#### About this exercise
Across all the entries below, how many lines contain the string "tags"? The number by itself is the answer.

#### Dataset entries
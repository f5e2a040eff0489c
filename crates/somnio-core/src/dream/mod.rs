//! Dream records as consumed by the similarity engine

mod emotion;

pub use emotion::{Emotion, EmotionGroup};

use chrono::{DateTime, NaiveDate, Utc};
use serde::{Deserialize, Serialize};

/// Prefix for generated dream ids
pub const DREAM_ID_PREFIX: &str = "dr-";

/// Generate a new ULID-based dream id: `dr-<ulid>`
pub fn generate_dream_id() -> String {
    format!(
        "{}{}",
        DREAM_ID_PREFIX,
        ulid::Ulid::new().to_string().to_lowercase()
    )
}

/// A dream journal entry
#[derive(Debug, Clone, PartialEq, Serialize, Deserialize)]
#[serde(rename_all = "camelCase")]
pub struct Dream {
    pub id: String,
    pub title: String,
    #[serde(default)]
    pub description: String,
    #[serde(default)]
    pub tags: Vec<String>,
    #[serde(default, skip_serializing_if = "Option::is_none")]
    pub emotion: Option<Emotion>,
    #[serde(default = "default_public")]
    pub is_public: bool,
    pub user_id: String,
    #[serde(default, skip_serializing_if = "Option::is_none")]
    pub date: Option<NaiveDate>,
    #[serde(default)]
    pub lucid_dream: bool,
    #[serde(default)]
    pub recurring: bool,
    #[serde(default, skip_serializing_if = "Option::is_none")]
    pub created_at: Option<DateTime<Utc>>,
    #[serde(default, skip_serializing_if = "Option::is_none")]
    pub updated_at: Option<DateTime<Utc>>,
}

fn default_public() -> bool {
    true
}

impl Dream {
    /// Minimal public dream, mostly useful for building fixtures
    pub fn new(id: impl Into<String>, title: impl Into<String>) -> Self {
        Dream {
            id: id.into(),
            title: title.into(),
            description: String::new(),
            tags: Vec::new(),
            emotion: Some(Emotion::Neutral),
            is_public: true,
            user_id: String::new(),
            date: None,
            lucid_dream: false,
            recurring: false,
            created_at: None,
            updated_at: None,
        }
    }

    pub fn with_description(mut self, description: impl Into<String>) -> Self {
        self.description = description.into();
        self
    }

    pub fn with_tags<I, S>(mut self, tags: I) -> Self
    where
        I: IntoIterator<Item = S>,
        S: Into<String>,
    {
        self.tags = tags.into_iter().map(Into::into).collect();
        self
    }

    pub fn with_emotion(mut self, emotion: Option<Emotion>) -> Self {
        self.emotion = emotion;
        self
    }

    pub fn with_public(mut self, is_public: bool) -> Self {
        self.is_public = is_public;
        self
    }

    pub fn with_user(mut self, user_id: impl Into<String>) -> Self {
        self.user_id = user_id.into();
        self
    }

    /// Text fed to keyword extraction: title and description joined by a space
    pub fn similarity_text(&self) -> String {
        format!("{} {}", self.title, self.description)
    }
}

/// Input for creating a dream; unset fields take their documented defaults
#[derive(Debug, Clone, Default, PartialEq, Serialize, Deserialize)]
#[serde(rename_all = "camelCase")]
pub struct NewDream {
    pub title: String,
    #[serde(default)]
    pub description: String,
    #[serde(default)]
    pub tags: Vec<String>,
    #[serde(default)]
    pub emotion: Option<Emotion>,
    #[serde(default)]
    pub is_public: Option<bool>,
    pub user_id: String,
    #[serde(default)]
    pub date: Option<NaiveDate>,
    #[serde(default)]
    pub lucid_dream: bool,
    #[serde(default)]
    pub recurring: bool,
}

impl NewDream {
    /// Materialize the record: public by default, neutral emotion, dated today
    pub fn into_dream(self, id: String, now: DateTime<Utc>) -> Dream {
        Dream {
            id,
            title: self.title,
            description: self.description,
            tags: self.tags,
            emotion: Some(self.emotion.unwrap_or_default()),
            is_public: self.is_public.unwrap_or(true),
            user_id: self.user_id,
            date: Some(self.date.unwrap_or_else(|| now.date_naive())),
            lucid_dream: self.lucid_dream,
            recurring: self.recurring,
            created_at: Some(now),
            updated_at: None,
        }
    }
}

/// Partial update of a dream; `None` means "not part of the update"
#[derive(Debug, Clone, Default, PartialEq, Serialize, Deserialize)]
#[serde(rename_all = "camelCase")]
pub struct DreamUpdate {
    #[serde(default, skip_serializing_if = "Option::is_none")]
    pub title: Option<String>,
    #[serde(default, skip_serializing_if = "Option::is_none")]
    pub description: Option<String>,
    #[serde(default, skip_serializing_if = "Option::is_none")]
    pub tags: Option<Vec<String>>,
    #[serde(default, skip_serializing_if = "Option::is_none")]
    pub emotion: Option<Emotion>,
    #[serde(default, skip_serializing_if = "Option::is_none")]
    pub is_public: Option<bool>,
    #[serde(default, skip_serializing_if = "Option::is_none")]
    pub date: Option<NaiveDate>,
    #[serde(default, skip_serializing_if = "Option::is_none")]
    pub lucid_dream: Option<bool>,
    #[serde(default, skip_serializing_if = "Option::is_none")]
    pub recurring: Option<bool>,
}

impl DreamUpdate {
    /// Whether any field that feeds the similarity score is part of the update
    ///
    /// Presence is what counts, not whether the value differs from the stored one.
    pub fn has_significant_changes(&self) -> bool {
        self.title.is_some()
            || self.description.is_some()
            || self.tags.is_some()
            || self.emotion.is_some()
    }

    /// True when no field is set
    pub fn is_empty(&self) -> bool {
        !self.has_significant_changes()
            && self.is_public.is_none()
            && self.date.is_none()
            && self.lucid_dream.is_none()
            && self.recurring.is_none()
    }

    /// Apply the present fields onto `dream`
    pub fn apply_to(&self, dream: &mut Dream, now: DateTime<Utc>) {
        if let Some(title) = &self.title {
            dream.title = title.clone();
        }
        if let Some(description) = &self.description {
            dream.description = description.clone();
        }
        if let Some(tags) = &self.tags {
            dream.tags = tags.clone();
        }
        if let Some(emotion) = &self.emotion {
            dream.emotion = Some(emotion.clone());
        }
        if let Some(is_public) = self.is_public {
            dream.is_public = is_public;
        }
        if let Some(date) = self.date {
            dream.date = Some(date);
        }
        if let Some(lucid) = self.lucid_dream {
            dream.lucid_dream = lucid;
        }
        if let Some(recurring) = self.recurring {
            dream.recurring = recurring;
        }
        dream.updated_at = Some(now);
    }
}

#### Task output
10